Sayyidina Ali menjawab, “Nanti akan kuhitung setelah aku tertimpa musibah”.
::
Menutup silaturrahim saya di Jakarta bulan ini, saya sowan ke rumah Ning Willawati, seorang sahabat santri perempuan yang tangguh dan berhati malaikat. Suatu saat kelak, saya akan menulis tentang beliau ya. Yang jelas, Ning Willa adalah pengusaha yang sukses. Dua puluh film telah dibuat, salah satunya berjudul Marlina Pembunuh Empat Babak, sebuah film yang berhasil meraih kemenangan untuk 21 kategori dalam penganugerahan piala Citra dan menjadi salah satu nominasi peraih piala Oscar.
Ning Willa juga malang melintang di dunia Engineering Procurement Construction atau tukang bangun dan Independent Power Producer atau Listrik Swastanergi sampai usaha kafe. Temannya sangat banyak, mulai mantri hingga mentri. Ringan menolong, rajin berbagi.
Suatu saat Ning Willa mendapat masalah. Siapa yang menolong? Tentu tak semua temannya yang banyak itu. Hanya satu dua. Lalu setelah bangkit lagi, apakah beliau berubah? Tidak. Bahkan makin banyak menolong orang, termasuk orang yang baru dikenalnya.

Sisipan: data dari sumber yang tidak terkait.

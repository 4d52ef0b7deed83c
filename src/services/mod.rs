pub mod grading;
pub mod session;
pub mod timer;

pub use session::{AssessmentSession, SubmitOutcome};
pub use timer::CountdownTimer;
use std::collections::HashSet;
use std::path::{Path, PathBuf};

use async_trait::async_trait;
use tokio::sync::RwLock;

use crate::errors::{SessionError, SessionResult};

/// Advisory record of assessment ids this client has already submitted.
/// The server remains the source of truth; this can desync (e.g. the file
/// is deleted), so callers treat `has` as a fast-fail hint, not a law.
#[async_trait]
pub trait SubmissionLedger: Send + Sync {
    async fn has(&self, assessment_id: &str) -> SessionResult<bool>;
    async fn mark(&self, assessment_id: &str) -> SessionResult<()>;
}

/// Ephemeral ledger for tests and one-shot tooling.
pub struct InMemoryLedger {
    submitted: RwLock<HashSet<String>>,
}

impl InMemoryLedger {
    pub fn new() -> Self {
        Self {
            submitted: RwLock::new(HashSet::new()),
        }
    }
}

impl Default for InMemoryLedger {
    fn default() -> Self {
        Self::new()
    }
}

#[async_trait]
impl SubmissionLedger for InMemoryLedger {
    async fn has(&self, assessment_id: &str) -> SessionResult<bool> {
        Ok(self.submitted.read().await.contains(assessment_id))
    }

    async fn mark(&self, assessment_id: &str) -> SessionResult<()> {
        self.submitted
            .write()
            .await
            .insert(assessment_id.to_string());
        Ok(())
    }
}

/// Ledger persisted as a JSON array of ids. Read once at construction,
/// rewritten on every successful `mark`.
#[derive(Debug)]
pub struct JsonFileLedger {
    path: PathBuf,
    submitted: RwLock<HashSet<String>>,
}

impl JsonFileLedger {
    pub fn open(path: impl AsRef<Path>) -> SessionResult<Self> {
        let path = path.as_ref().to_path_buf();
        let submitted = match std::fs::read_to_string(&path) {
            Ok(contents) => serde_json::from_str::<HashSet<String>>(&contents)
                .map_err(|e| SessionError::Ledger(format!("Corrupt ledger file: {}", e)))?,
            Err(e) if e.kind() == std::io::ErrorKind::NotFound => HashSet::new(),
            Err(e) => {
                return Err(SessionError::Ledger(format!(
                    "Failed to read ledger file: {}",
                    e
                )))
            }
        };

        log::debug!(
            "Opened submission ledger at {:?} ({} entries)",
            path,
            submitted.len()
        );

        Ok(Self {
            path,
            submitted: RwLock::new(submitted),
        })
    }

    fn persist(&self, submitted: &HashSet<String>) -> SessionResult<()> {
        let json = serde_json::to_string(submitted)
            .map_err(|e| SessionError::Ledger(format!("Failed to encode ledger: {}", e)))?;
        std::fs::write(&self.path, json)
            .map_err(|e| SessionError::Ledger(format!("Failed to write ledger file: {}", e)))
    }
}

#[async_trait]
impl SubmissionLedger for JsonFileLedger {
    async fn has(&self, assessment_id: &str) -> SessionResult<bool> {
        Ok(self.submitted.read().await.contains(assessment_id))
    }

    async fn mark(&self, assessment_id: &str) -> SessionResult<()> {
        let mut submitted = self.submitted.write().await;
        if submitted.insert(assessment_id.to_string()) {
            self.persist(&submitted)?;
        }
        Ok(())
    }
}
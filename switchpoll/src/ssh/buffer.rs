//! Output buffer with tail-only prompt search.
//!
//! Prompts only ever appear at the end of the output, so only the last
//! `search_depth` bytes are searched. Terminal escape sequences are stripped
//! on the way in, including sequences split across reads.

use regex::bytes::Regex;

/// Collects printable output for [`vte::Parser`].
struct Printable<'a> {
    out: &'a mut Vec<u8>,
}

impl vte::Perform for Printable<'_> {
    fn print(&mut self, c: char) {
        let mut utf8 = [0u8; 4];
        self.out.extend_from_slice(c.encode_utf8(&mut utf8).as_bytes());
    }

    fn execute(&mut self, byte: u8) {
        if matches!(byte, b'\n' | b'\r' | b'\t') {
            self.out.push(byte);
        }
    }
}

/// Buffer for accumulating shell output and matching the prompt.
pub struct PatternBuffer {
    buffer: Vec<u8>,
    search_depth: usize,
    parser: vte::Parser,
}

impl PatternBuffer {
    pub fn new(search_depth: usize) -> Self {
        Self {
            buffer: Vec::with_capacity(4096),
            search_depth,
            parser: vte::Parser::new(),
        }
    }

    /// Append raw channel data, dropping ANSI escape sequences.
    pub fn extend(&mut self, data: &[u8]) {
        let mut printable = Printable {
            out: &mut self.buffer,
        };
        self.parser.advance(&mut printable, data);
    }

    /// Whether the prompt pattern matches within the tail of the buffer.
    pub fn tail_contains(&self, pattern: &Regex) -> bool {
        let start = self.buffer.len().saturating_sub(self.search_depth);
        pattern.is_match(&self.buffer[start..])
    }

    /// Take the contents and reset.
    pub fn take(&mut self) -> Vec<u8> {
        std::mem::take(&mut self.buffer)
    }

    pub fn len(&self) -> usize {
        self.buffer.len()
    }

    pub fn is_empty(&self) -> bool {
        self.buffer.is_empty()
    }
}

Mengapa? Sebab berbuat baik tak butuh alasan. Apalagi sekedar agar mendapat balasan.
::
Kemudian saya menuju kediaman Ning Obib, istri Mas Imam Nahrawi mantan mentri pemuda dan olah raga. Seperti biasa jika bertemu, kami berbincang tentang apa saja. Ngalor ngidul.

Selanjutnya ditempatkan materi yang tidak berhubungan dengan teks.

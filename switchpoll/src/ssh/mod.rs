//! SSH session client for NX-OS switches.
//!
//! [`SshClient`] logs in over an interactive PTY shell, waits for the first
//! prompt and runs the platform's on-open commands (paging off, wide
//! terminal). [`SshSession::execute`] sends one command and reads until the
//! prompt comes back.

mod buffer;
pub mod config;
pub mod platform;
mod transport;

use std::sync::Arc;
use std::time::Duration;

use log::{debug, warn};
use russh::client::Msg;
use russh::{Channel, ChannelMsg};
use tokio::time::Instant;

pub use buffer::PatternBuffer;
pub use config::{HostKeyVerification, SshSettings};
pub use platform::Platform;
pub use transport::SshTransport;

use crate::credentials::Credentials;
use crate::error::{CommandError, ConnectionError, TransportError};
use crate::model::Host;
use crate::session::{Session, SessionClient, deadline_in};

/// Opens NX-OS shell sessions.
#[derive(Debug, Clone)]
pub struct SshClient {
    settings: SshSettings,
    platform: Arc<Platform>,
}

impl SshClient {
    pub fn new(settings: SshSettings) -> Self {
        Self {
            settings,
            platform: Arc::new(platform::nxos()),
        }
    }

    /// Log in and wait for the first prompt.
    async fn open(
        &self,
        host: &Host,
        credentials: &Credentials,
    ) -> Result<SshSession, TransportError> {
        let transport = SshTransport::connect(host.as_str(), &self.settings, credentials).await?;
        let channel = transport.open_channel().await?;

        let mut session = SshSession {
            transport,
            channel,
            buffer: PatternBuffer::new(self.settings.search_depth),
            platform: self.platform.clone(),
        };

        let timeout = self.settings.login_timeout;
        session
            .read_until_prompt(deadline_in(timeout), timeout)
            .await?;
        Ok(session)
    }
}

impl SessionClient for SshClient {
    type Session = SshSession;

    async fn connect(
        &self,
        host: &Host,
        credentials: &Credentials,
    ) -> Result<SshSession, ConnectionError> {
        let mut session = self
            .open(host, credentials)
            .await
            .map_err(|e| e.into_connection_error(host.as_str()))?;

        let platform = self.platform.clone();
        for command in &platform.on_open_commands {
            match session.execute(command, self.settings.login_timeout).await {
                Ok(_) => {}
                Err(CommandError::Rejected { marker, .. }) => {
                    warn!("{}: '{}' rejected ({}), continuing", host, command, marker);
                }
                Err(e) => {
                    session.close().await;
                    return Err(match e {
                        CommandError::TimedOut(after) => ConnectionError::TimedOut(after),
                        other => ConnectionError::Negotiation {
                            reason: format!("'{}' failed: {}", command, other),
                        },
                    });
                }
            }
        }

        debug!("{}: {} session ready", host, platform.name);
        Ok(session)
    }
}

/// An interactive shell on one switch. Dropping it drops the SSH connection.
pub struct SshSession {
    transport: SshTransport,
    channel: Channel<Msg>,
    buffer: PatternBuffer,
    platform: Arc<Platform>,
}

impl SshSession {
    /// Read channel data until the prompt shows up in the tail of the buffer.
    async fn read_until_prompt(
        &mut self,
        deadline: Instant,
        timeout: Duration,
    ) -> Result<Vec<u8>, TransportError> {
        loop {
            if self.buffer.tail_contains(&self.platform.prompt) {
                return Ok(self.buffer.take());
            }

            let msg = tokio::time::timeout_at(deadline, self.channel.wait())
                .await
                .map_err(|_| TransportError::Timeout(timeout))?;

            match msg {
                Some(ChannelMsg::Data { data }) => self.buffer.extend(&data),
                Some(ChannelMsg::ExtendedData { data, .. }) => self.buffer.extend(&data),
                Some(ChannelMsg::Eof | ChannelMsg::Close) | None => {
                    return Err(TransportError::Disconnected);
                }
                Some(_) => {}
            }
        }
    }
}

impl Session for SshSession {
    async fn execute(&mut self, command: &str, timeout: Duration) -> Result<String, CommandError> {
        let deadline = deadline_in(timeout);

        // Anything left over belongs to the previous exchange.
        self.buffer.take();

        let line = format!("{}\n", command);
        self.channel
            .data(line.as_bytes())
            .await
            .map_err(|e| TransportError::Ssh(e).into_command_error())?;

        let raw = self
            .read_until_prompt(deadline, timeout)
            .await
            .map_err(TransportError::into_command_error)?;

        let raw = String::from_utf8_lossy(&raw);
        let output = self.platform.normalize_output(&raw, command);

        if let Some(marker) = self.platform.detect_failure(&output) {
            return Err(CommandError::Rejected {
                command: command.to_string(),
                marker: marker.to_string(),
            });
        }

        Ok(output)
    }

    async fn close(self) {
        if let Err(e) = self.transport.close().await {
            debug!("SSH disconnect failed: {}", e);
        }
    }
}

Sekian menit kemudian, saya bertanya, “Apa kabar Mas Imam Nahrawi, Ning?” Saya kira bakal langsung sunyi senyap krik krik. Ternyata tidak. Ning Obib bercerita tentang proses penetapan sebagai tersangka oleh KPK dari awal hingga akhir dengan intonasi dan senyum yang sama, manis. Binar matanya tetap indah. Kalimatnya tetap teduh.

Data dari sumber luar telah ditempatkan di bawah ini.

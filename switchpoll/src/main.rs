//! switchpoll command line.
//!
//! # Usage
//!
//! ```bash
//! switchpoll --inventory inventory/hostnames.txt --username admin
//! switchpoll --config switchpoll.toml --workers 10 --run-deadline 600
//! ```

use std::fs::{self, OpenOptions};
use std::io::{self, Write};
use std::path::{Path, PathBuf};
use std::process::ExitCode;
use std::time::Duration;

use chrono::Local;
use clap::Parser;
use log::{error, info};

use switchpoll::{
    Credentials, CsvReportSink, FileConfig, FleetDispatcher, HostKeyVerification, Inventory,
    RunConfig, SshClient, SshSettings, aggregate,
};

const DEFAULT_INVENTORY: &str = "inventory/hostnames.txt";
const DEFAULT_OUTPUT_DIR: &str = "output";
const DEFAULT_COMMAND: &str = "show port-profile usage";
const DEFAULT_WORKERS: usize = 5;
const DEFAULT_HOST_TIMEOUT_SECS: u64 = 30;

#[derive(Parser, Debug)]
#[command(name = "switchpoll")]
#[command(version, about = "Collect port-profile assignments from NX-OS switches into a CSV report")]
struct Args {
    /// Inventory file, one host per line [default: inventory/hostnames.txt]
    #[arg(short, long)]
    inventory: Option<PathBuf>,

    /// TOML settings file; flags override its values
    #[arg(short, long)]
    config: Option<PathBuf>,

    /// Command to run on every switch [default: "show port-profile usage"]
    #[arg(long)]
    command: Option<String>,

    /// Number of switches polled at once [default: 5]
    #[arg(short, long)]
    workers: Option<usize>,

    /// Seconds allowed for connect plus command on one switch [default: 30]
    #[arg(long, value_name = "SECS")]
    host_timeout: Option<u64>,

    /// Seconds allowed for the whole run
    #[arg(long, value_name = "SECS")]
    run_deadline: Option<u64>,

    /// Directory for the CSV report [default: output]
    #[arg(short, long)]
    output_dir: Option<PathBuf>,

    /// SSH username (prompted for when omitted)
    #[arg(short, long)]
    username: Option<String>,

    /// SSH port [default: 22]
    #[arg(short, long)]
    port: Option<u16>,

    /// Host key checking: strict, accept-new or disabled [default: accept-new]
    #[arg(long, value_name = "MODE")]
    host_key: Option<HostKeyVerification>,

    /// known_hosts file [default: ~/.ssh/known_hosts]
    #[arg(long)]
    known_hosts: Option<PathBuf>,

    /// Log in with this private key instead of a password
    #[arg(long)]
    private_key: Option<PathBuf>,

    /// Also write the log to this file (stderr logging continues)
    #[arg(long)]
    log_file: Option<PathBuf>,
}

#[tokio::main]
async fn main() -> ExitCode {
    let args = Args::parse();

    if let Err(e) = init_logging(args.log_file.as_deref()) {
        eprintln!("Error: cannot open log file: {}", e);
        return ExitCode::FAILURE;
    }

    match run(args).await {
        Ok(()) => ExitCode::SUCCESS,
        Err(e) => {
            error!("{}", e);
            eprintln!("Error: {}", e);
            ExitCode::FAILURE
        }
    }
}

fn init_logging(log_file: Option<&Path>) -> io::Result<()> {
    let mut builder =
        env_logger::Builder::from_env(env_logger::Env::default().default_filter_or("info"));

    if let Some(path) = log_file {
        if let Some(dir) = path.parent().filter(|d| !d.as_os_str().is_empty()) {
            fs::create_dir_all(dir)?;
        }
        let file = OpenOptions::new().create(true).append(true).open(path)?;
        builder.target(env_logger::Target::Pipe(Box::new(Tee(io::stderr(), file))));
    }

    builder.init();
    Ok(())
}

/// Writes every log line to both sinks.
struct Tee<A, B>(A, B);

impl<A: Write, B: Write> Write for Tee<A, B> {
    fn write(&mut self, buf: &[u8]) -> io::Result<usize> {
        self.0.write_all(buf)?;
        self.1.write_all(buf)?;
        Ok(buf.len())
    }

    fn flush(&mut self) -> io::Result<()> {
        self.0.flush()?;
        self.1.flush()
    }
}

async fn run(args: Args) -> Result<(), Box<dyn std::error::Error>> {
    let file = match &args.config {
        Some(path) => FileConfig::load(path)?,
        None => FileConfig::default(),
    };

    let config = RunConfig {
        command: args
            .command
            .or(file.command)
            .unwrap_or_else(|| DEFAULT_COMMAND.to_string()),
        concurrency: args.workers.or(file.workers).unwrap_or(DEFAULT_WORKERS),
        host_timeout: Duration::from_secs(
            args.host_timeout
                .or(file.host_timeout_secs)
                .unwrap_or(DEFAULT_HOST_TIMEOUT_SECS),
        ),
        run_deadline: args
            .run_deadline
            .or(file.run_deadline_secs)
            .map(Duration::from_secs),
    };
    config.validate()?;

    let inventory_path = args
        .inventory
        .or(file.inventory)
        .unwrap_or_else(|| PathBuf::from(DEFAULT_INVENTORY));
    let inventory = Inventory::load(&inventory_path)?;
    info!(
        "Loaded {} host(s) from {}",
        inventory.len(),
        inventory_path.display()
    );

    let mut settings = SshSettings::new(config.host_timeout)
        .with_port(args.port.or(file.ssh.port).unwrap_or(22))
        .with_host_key_verification(args.host_key.or(file.ssh.host_key).unwrap_or_default());
    if let Some(path) = args.known_hosts.or(file.ssh.known_hosts) {
        settings = settings.with_known_hosts(path);
    }

    let username = args.username.or(file.ssh.username);
    let private_key = args.private_key.or(file.ssh.private_key);
    let credentials = tokio::task::spawn_blocking(move || prompt_credentials(username, private_key))
        .await??;

    let output_dir = args
        .output_dir
        .or(file.output_dir)
        .unwrap_or_else(|| PathBuf::from(DEFAULT_OUTPUT_DIR));

    info!(
        "Running '{}' on {} host(s) with {} worker(s)",
        config.command,
        inventory.len(),
        config.concurrency
    );

    let dispatcher = FleetDispatcher::new(SshClient::new(settings), credentials, config);
    let results = dispatcher.run(inventory.hosts()).await;
    let report = aggregate(inventory.hosts(), &results);

    let path = CsvReportSink::new(output_dir)
        .write(&report, &Local::now())
        .map_err(switchpoll::Error::from)?;

    let summary = report.summary();
    println!(
        "{} successful, {} failed",
        summary.successful, summary.failed
    );
    for (kind, count) in &summary.failures {
        println!("  {}: {}", kind, count);
    }
    println!("Report written to {}", path.display());

    Ok(())
}

/// Ask for whatever login material the flags and settings file left out.
fn prompt_credentials(
    username: Option<String>,
    private_key: Option<PathBuf>,
) -> io::Result<Credentials> {
    let username = match username {
        Some(name) => name,
        None => {
            print!("Username: ");
            io::stdout().flush()?;
            let mut line = String::new();
            io::stdin().read_line(&mut line)?;
            line.trim().to_string()
        }
    };
    if username.is_empty() {
        return Err(empty_credentials("username"));
    }

    if let Some(path) = private_key {
        let passphrase = rpassword::prompt_password("Key passphrase (empty for none): ")?;
        let passphrase = (!passphrase.is_empty()).then_some(passphrase);
        return Ok(Credentials::private_key(username, path, passphrase));
    }

    let password = rpassword::prompt_password("Password: ")?;
    if password.is_empty() {
        return Err(empty_credentials("password"));
    }
    Ok(Credentials::password(username, password))
}

fn empty_credentials(what: &str) -> io::Error {
    io::Error::new(
        io::ErrorKind::InvalidInput,
        format!("{} must not be empty", what),
    )
}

“Saat ada kabar Mas Imam ditetapkan tersangka, saya sedang di Mekkah menunaikan ibadah haji. Saya langsung menuju Masjidil Haram, sesuai perintah Mas Imam. Saya sujud dan menyampaikan pada dzat yang maha kuasa, “Dalem ridlo, Gusti Allah. Kami ridlo dengan semua ketetapanmu”.
Meleleh saya mendengarnya.
“Karena apapun, apapun…pasti terjadi karena kehendak Allah. Termasuk jika ada orang yang berbuat baik atau dlolim pada kita. Juga jika ada sahabat yang bertahan dalam kondisi seperti ini, atau mereka yang tiba-tiba pergi. Tanpa ijinnya, tak akan terjadi”, ngendikannya. Tanpa gelombang.
::
Ah. Betapa banyak sahabat yang baik saat kita sedang dalam kondisi aman, tapi menghindar ketika kita butuh bantuan. Mendekat ketika kita kuat, dan menjauh saat kita rapuh.
Tapi percayalah, akan selalu tersedia sahabat berhati mulia. Sahabat seperti ini kadang tak terlihat. Tapi bukan berarti tak ada. Dia hanya tidak ingin mengganggumu, ketika engkau sedang harus konsentrasi pada yang lain. Tapi dia akan tetap menjagamu dari jauh. Dan saat engkau oleng atau jatuh, dia akan terburu datang memelukmu. Menjadi bahu untukmu bersandar, menjadi suluh ketika engkau butuh penerang. Memelukmu dengan segenap kehangatan dan doa tak putus.
Maka rizqi, bukan hanya yang bernama uang. Sahabat sejati, adalah harta yang tak ternilai harganya. Kita bisa belajar pada mereka, para sahabat sejati. Yang selalu ada kapanpun dibutuhkan, tapi tak sedih ketika harus terabaikan. Untuk sahabat seperti ini, pantaslah kita limpahkan cinta tak terhingga untuknya, juga doa terindah setiap saat.
Maka tepatlah ngendikan panutan kita ini,
“Apabila kalian memiliki teman -yang membantumu dalam ketaatan- maka genggam erat tangannya, karena mendapatkan seorang sahabat itu sulit sedangkan berpisah darinya itu mudah.”
~ Imam Syafii ~
- Bataranila, 22 Nopember 2019 –
Keterangan foto: saya bersama Ning Obib Nahrowi pekan lalu.